__Required action__: The lines to repeat are those below from the one containing "pub fn internal(message: impl" down to the one containing "impl From<SessionError> for", both included; reproduce them exactly and nothing else.
·····
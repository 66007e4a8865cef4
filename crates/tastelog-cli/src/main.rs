use clap::{Parser, Subcommand};
use tracing_subscriber::EnvFilter;

mod commands;

#[derive(Parser)]
#[command(name = "tastelog-cli", version, about = "TasteLog CLI")]
struct Cli {
    #[command(subcommand)]
    command: Commands,
}

#[derive(Subcommand)]
enum Commands {
    /// Browse the recipe catalog
    Recipe {
        #[command(subcommand)]
        action: commands::recipe::RecipeAction,
    },
    /// Cooking notes
    Note {
        #[command(subcommand)]
        action: commands::note::NoteAction,
    },
    /// Cooking timers
    Timer {
        #[command(subcommand)]
        action: commands::timer::TimerAction,
    },
    /// Activity statistics
    Stats {
        #[command(subcommand)]
        action: commands::stats::StatsAction,
    },
    /// Gamification badges
    Achievements {
        #[command(subcommand)]
        action: commands::achievements::AchievementsAction,
    },
    /// Onboarding state
    Onboarding {
        #[command(subcommand)]
        action: commands::onboarding::OnboardingAction,
    },
    /// Configuration management
    Config {
        #[command(subcommand)]
        action: commands::config::ConfigAction,
    },
}

fn main() {
    tracing_subscriber::fmt()
        .with_env_filter(
            EnvFilter::try_from_default_env().unwrap_or_else(|_| EnvFilter::new("warn")),
        )
        .with_writer(std::io::stderr)
        .init();

    let cli = Cli::parse();
    let result = match cli.command {
        Commands::Recipe { action } => commands::recipe::run(action),
        Commands::Note { action } => commands::note::run(action),
        Commands::Timer { action } => commands::timer::run(action),
        Commands::Stats { action } => commands::stats::run(action),
        Commands::Achievements { action } => commands::achievements::run(action),
        Commands::Onboarding { action } => commands::onboarding::run(action),
        Commands::Config { action } => commands::config::run(action),
    };

    if let Err(e) = result {
        eprintln!("error: {e}");
        std::process::exit(1);
    }
}
// ABOUTME: Unified error type, error codes, and result alias for the workout engine
// ABOUTME: Every fallible engine operation returns AppResult so `?` works across layers
//
// SPDX-License-Identifier: MIT OR Apache-2.0
// Copyright (c) 2025 Pierre Fitness Intelligence

//! # Unified Error Handling System
//!
//! Defines the standard error codes and the `AppError` type used by every
//! component of the session engine. Invalid transitions are described in
//! detail by [`SessionError`] and folded into `AppError` at the boundary.

/// Typed invalid-transition errors raised by the session store
pub mod session;

pub use session::SessionError;

use serde::{Deserialize, Serialize};
use std::fmt;

/// Standard error codes used throughout the engine
#[derive(Debug, Clone, Copy, PartialEq, Eq, Hash, Serialize, Deserialize)]
pub enum ErrorCode {
    // Validation (3000-3999)
    /// Input failed validation
    #[serde(rename = "INVALID_INPUT")]
    InvalidInput = 3000,
    /// Operation is not allowed in the current session state
    #[serde(rename = "INVALID_TRANSITION")]
    InvalidTransition = 3001,

    // Resource Management (4000-4999)
    /// Requested resource does not exist
    #[serde(rename = "RESOURCE_NOT_FOUND")]
    ResourceNotFound = 4000,
    /// Resource exists but is held by someone else
    #[serde(rename = "RESOURCE_LOCKED")]
    ResourceLocked = 4002,
    /// Resource did not become available in time
    #[serde(rename = "RESOURCE_UNAVAILABLE")]
    ResourceUnavailable = 4003,

    // External Services (5000-5999)
    /// Backend rejected or failed the request
    #[serde(rename = "EXTERNAL_SERVICE_ERROR")]
    ExternalServiceError = 5000,
    /// Backend could not be reached
    #[serde(rename = "EXTERNAL_SERVICE_UNAVAILABLE")]
    ExternalServiceUnavailable = 5001,

    // Configuration (6000-6999)
    /// Configuration value is invalid
    #[serde(rename = "CONFIG_INVALID")]
    ConfigInvalid = 6002,

    // Internal Errors (9000-9999)
    /// Unexpected internal failure
    #[serde(rename = "INTERNAL_ERROR")]
    InternalError = 9000,
    /// Local durable store failed
    #[serde(rename = "STORAGE_ERROR")]
    StorageError = 9002,
    /// Snapshot or payload could not be (de)serialized
    #[serde(rename = "SERIALIZATION_ERROR")]
    SerializationError = 9003,
}

impl ErrorCode {
    /// Get a user-friendly description of this error
    #[must_use]
    pub const fn description(&self) -> &'static str {
        match self {
            Self::InvalidInput => "The provided input is invalid",
            Self::InvalidTransition => "This action is not allowed right now",
            Self::ResourceNotFound => "The requested resource was not found",
            Self::ResourceLocked => "Another workout session is already in progress",
            Self::ResourceUnavailable => "The resource is temporarily unavailable",
            Self::ExternalServiceError => "An external service encountered an error",
            Self::ExternalServiceUnavailable => "An external service is currently unavailable",
            Self::ConfigInvalid => "Configuration is invalid",
            Self::InternalError => "An internal error occurred",
            Self::StorageError => "Storage operation failed",
            Self::SerializationError => "Data serialization/deserialization failed",
        }
    }

    /// Whether the UI is expected to show this error to the user
    #[must_use]
    pub const fn is_user_facing(&self) -> bool {
        matches!(
            self,
            Self::InvalidInput
                | Self::InvalidTransition
                | Self::ResourceNotFound
                | Self::ResourceLocked
                | Self::ResourceUnavailable
        )
    }
}

/// Unified error type for the engine
#[derive(Debug, thiserror::Error)]
pub struct AppError {
    /// Error code
    pub code: ErrorCode,
    /// Human-readable error message
    pub message: String,
    /// Source error for error chaining
    #[source]
    pub source: Option<Box<dyn std::error::Error + Send + Sync>>,
}

impl AppError {
    /// Create a new `AppError` with the given code and message
    pub fn new(code: ErrorCode, message: impl Into<String>) -> Self {
        Self {
            code,
            message: message.into(),
            source: None,
        }
    }

    /// Add a source error for error chaining
    #[must_use]
    pub fn with_source(mut self, source: impl std::error::Error + Send + Sync + 'static) -> Self {
        self.source = Some(Box::new(source));
        self
    }

    /// Internal error
    pub fn internal(message: impl Into<String>) -> Self {
        Self::new(ErrorCode::InternalError, message)
    }

    /// Local store error
    pub fn storage(message: impl Into<String>) -> Self {
        Self::new(ErrorCode::StorageError, message)
    }

    /// Configuration error
    pub fn config(message: impl Into<String>) -> Self {
        Self::new(ErrorCode::ConfigInvalid, message)
    }

    /// Resource not ready within the allowed time
    pub fn unavailable(message: impl Into<String>) -> Self {
        Self::new(ErrorCode::ResourceUnavailable, message)
    }

    /// External service error
    pub fn external_service(service: impl Into<String>, message: impl Into<String>) -> Self {
        Self::new(
            ErrorCode::ExternalServiceError,
            format!("{}: {}", service.into(), message.into()),
        )
    }

    /// The typed session error behind this `AppError`, if any
    #[must_use]
    pub fn session_error(&self) -> Option<&SessionError> {
        self.source
            .as_deref()
            .and_then(|source| source.downcast_ref::<SessionError>())
    }
}

impl fmt::Display for AppError {
    fn fmt(&self, f: &mut fmt::Formatter<'_>) -> fmt::Result {
        write!(f, "{}: {}", self.code.description(), self.message)
    }
}

/// Result type alias for convenience
pub type AppResult<T> = Result<T, AppError>;

impl From<SessionError> for AppError {
    fn from(error: SessionError) -> Self {
        let code = error.code();
        Self::new(code, error.to_string()).with_source(error)
    }
}

impl From<serde_json::Error> for AppError {
    fn from(error: serde_json::Error) -> Self {
        Self::new(ErrorCode::SerializationError, error.to_string()).with_source(error)
    }
}

impl From<std::io::Error> for AppError {
    fn from(error: std::io::Error) -> Self {
        Self::new(ErrorCode::StorageError, error.to_string()).with_source(error)
    }
}

impl From<anyhow::Error> for AppError {
    fn from(error: anyhow::Error) -> Self {
        // Alternate formatting keeps the whole context chain in the message
        Self::internal(format!("{error:#}"))
    }
}

#[cfg(test)]
mod tests {
    use super::*;

    #[test]
    fn test_session_error_keeps_typed_source() {
        let error: AppError = SessionError::AlreadyLogged {
            exercise_id: "squat".to_owned(),
        }
        .into();

        assert_eq!(error.code, ErrorCode::InvalidTransition);
        assert!(matches!(
            error.session_error(),
            Some(SessionError::AlreadyLogged { exercise_id }) if exercise_id == "squat"
        ));
    }

    #[test]
    fn test_error_code_serialized_names() -> Result<(), serde_json::Error> {
        let json = serde_json::to_string(&ErrorCode::InvalidTransition)?;
        assert_eq!(json, "\"INVALID_TRANSITION\"");
        Ok(())
    }

    #[test]
    fn test_user_facing_codes() {
        assert!(ErrorCode::ResourceLocked.is_user_facing());
        assert!(!ErrorCode::StorageError.is_user_facing());
    }
}
// ABOUTME: Fixed cardio catalog backing synthetic cardio exercises and the cardio timer
// ABOUTME: Maps each cardio type to display name, energy cost, and target heart rate
//
// SPDX-License-Identifier: MIT OR Apache-2.0
// Copyright (c) 2025 Pierre Fitness Intelligence

use serde::{Deserialize, Serialize};
use std::fmt;

use super::workout::{ExerciseDefinition, Modality};

/// Default synthetic cardio duration when the user does not pick one
pub const DEFAULT_CARDIO_MINUTES: u32 = 10;

/// Prefix of synthetic cardio exercise ids
pub const SYNTHETIC_CARDIO_PREFIX: &str = "cardio-";

/// Cardio activities offered before or after a strength session
#[derive(Debug, Clone, Copy, PartialEq, Eq, Hash, Default, Serialize, Deserialize)]
#[serde(rename_all = "snake_case")]
pub enum CardioType {
    /// Treadmill walk or run
    #[default]
    Treadmill,
    /// Stationary bike
    StationaryBike,
    /// Rowing machine
    Rowing,
    /// Elliptical trainer
    Elliptical,
    /// Stair climber
    StairClimber,
    /// Jump rope
    JumpRope,
}

/// Static catalog entry for a cardio type
#[derive(Debug, Clone, Copy, PartialEq)]
pub struct CardioProfile {
    /// Catalog key
    pub kind: CardioType,
    /// Display name
    pub name: &'static str,
    /// Energy cost at moderate intensity
    pub kcal_per_minute: f64,
    /// Steady-state heart rate the simulation ramps toward
    pub target_heart_rate: u32,
    /// Muscle groups worked
    pub muscle_groups: &'static [&'static str],
}

impl CardioType {
    /// Catalog entry
    #[must_use]
    pub const fn profile(self) -> CardioProfile {
        match self {
            Self::Treadmill => CardioProfile {
                kind: self,
                name: "Treadmill",
                kcal_per_minute: 10.0,
                target_heart_rate: 140,
                muscle_groups: &["quads", "hamstrings", "calves"],
            },
            Self::StationaryBike => CardioProfile {
                kind: self,
                name: "Stationary Bike",
                kcal_per_minute: 8.0,
                target_heart_rate: 130,
                muscle_groups: &["quads", "glutes"],
            },
            Self::Rowing => CardioProfile {
                kind: self,
                name: "Rowing Machine",
                kcal_per_minute: 9.0,
                target_heart_rate: 135,
                muscle_groups: &["back", "quads", "biceps"],
            },
            Self::Elliptical => CardioProfile {
                kind: self,
                name: "Elliptical",
                kcal_per_minute: 8.5,
                target_heart_rate: 130,
                muscle_groups: &["quads", "glutes", "shoulders"],
            },
            Self::StairClimber => CardioProfile {
                kind: self,
                name: "Stair Climber",
                kcal_per_minute: 11.0,
                target_heart_rate: 145,
                muscle_groups: &["glutes", "quads", "calves"],
            },
            Self::JumpRope => CardioProfile {
                kind: self,
                name: "Jump Rope",
                kcal_per_minute: 12.0,
                target_heart_rate: 155,
                muscle_groups: &["calves", "shoulders"],
            },
        }
    }

    /// Id of the synthetic exercise built from this type
    #[must_use]
    pub fn exercise_id(self) -> String {
        format!("{SYNTHETIC_CARDIO_PREFIX}{self}")
    }

    /// Synthetic exercise inserted into a strength session
    #[must_use]
    pub fn synthetic_exercise(self, duration_minutes: Option<u32>) -> ExerciseDefinition {
        let profile = self.profile();
        let minutes = duration_minutes.unwrap_or(DEFAULT_CARDIO_MINUTES);
        ExerciseDefinition {
            id: self.exercise_id(),
            name: profile.name.to_owned(),
            modality: Modality::Cardio,
            target_sets: 1,
            target_reps: format!("{minutes} min"),
            rest_seconds: 0,
            muscle_groups: profile
                .muscle_groups
                .iter()
                .map(|g| (*g).to_owned())
                .collect(),
            alternatives: Vec::new(),
            educational_ref: None,
            duration_minutes: Some(minutes),
            cardio_type: Some(self),
        }
    }
}

impl fmt::Display for CardioType {
    fn fmt(&self, f: &mut fmt::Formatter<'_>) -> fmt::Result {
        let s = match self {
            Self::Treadmill => "treadmill",
            Self::StationaryBike => "stationary_bike",
            Self::Rowing => "rowing",
            Self::Elliptical => "elliptical",
            Self::StairClimber => "stair_climber",
            Self::JumpRope => "jump_rope",
        };
        write!(f, "{s}")
    }
}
·····
__Answer to the exercise__:
    pub fn internal(message: impl Into<String>) -> Self {
        Self::new(ErrorCode::InternalError, message)
    }

    /// Local store error
    pub fn storage(message: impl Into<String>) -> Self {
        Self::new(ErrorCode::StorageError, message)
    }

    /// Configuration error
    pub fn config(message: impl Into<String>) -> Self {
        Self::new(ErrorCode::ConfigInvalid, message)
    }

    /// Resource not ready within the allowed time
    pub fn unavailable(message: impl Into<String>) -> Self {
        Self::new(ErrorCode::ResourceUnavailable, message)
    }

    /// External service error
    pub fn external_service(service: impl Into<String>, message: impl Into<String>) -> Self {
        Self::new(
            ErrorCode::ExternalServiceError,
            format!("{}: {}", service.into(), message.into()),
        )
    }

    /// The typed session error behind this `AppError`, if any
    #[must_use]
    pub fn session_error(&self) -> Option<&SessionError> {
        self.source
            .as_deref()
            .and_then(|source| source.downcast_ref::<SessionError>())
    }
}

impl fmt::Display for AppError {
    fn fmt(&self, f: &mut fmt::Formatter<'_>) -> fmt::Result {
        write!(f, "{}: {}", self.code.description(), self.message)
    }
}

/// Result type alias for convenience
pub type AppResult<T> = Result<T, AppError>;

impl From<SessionError> for AppError {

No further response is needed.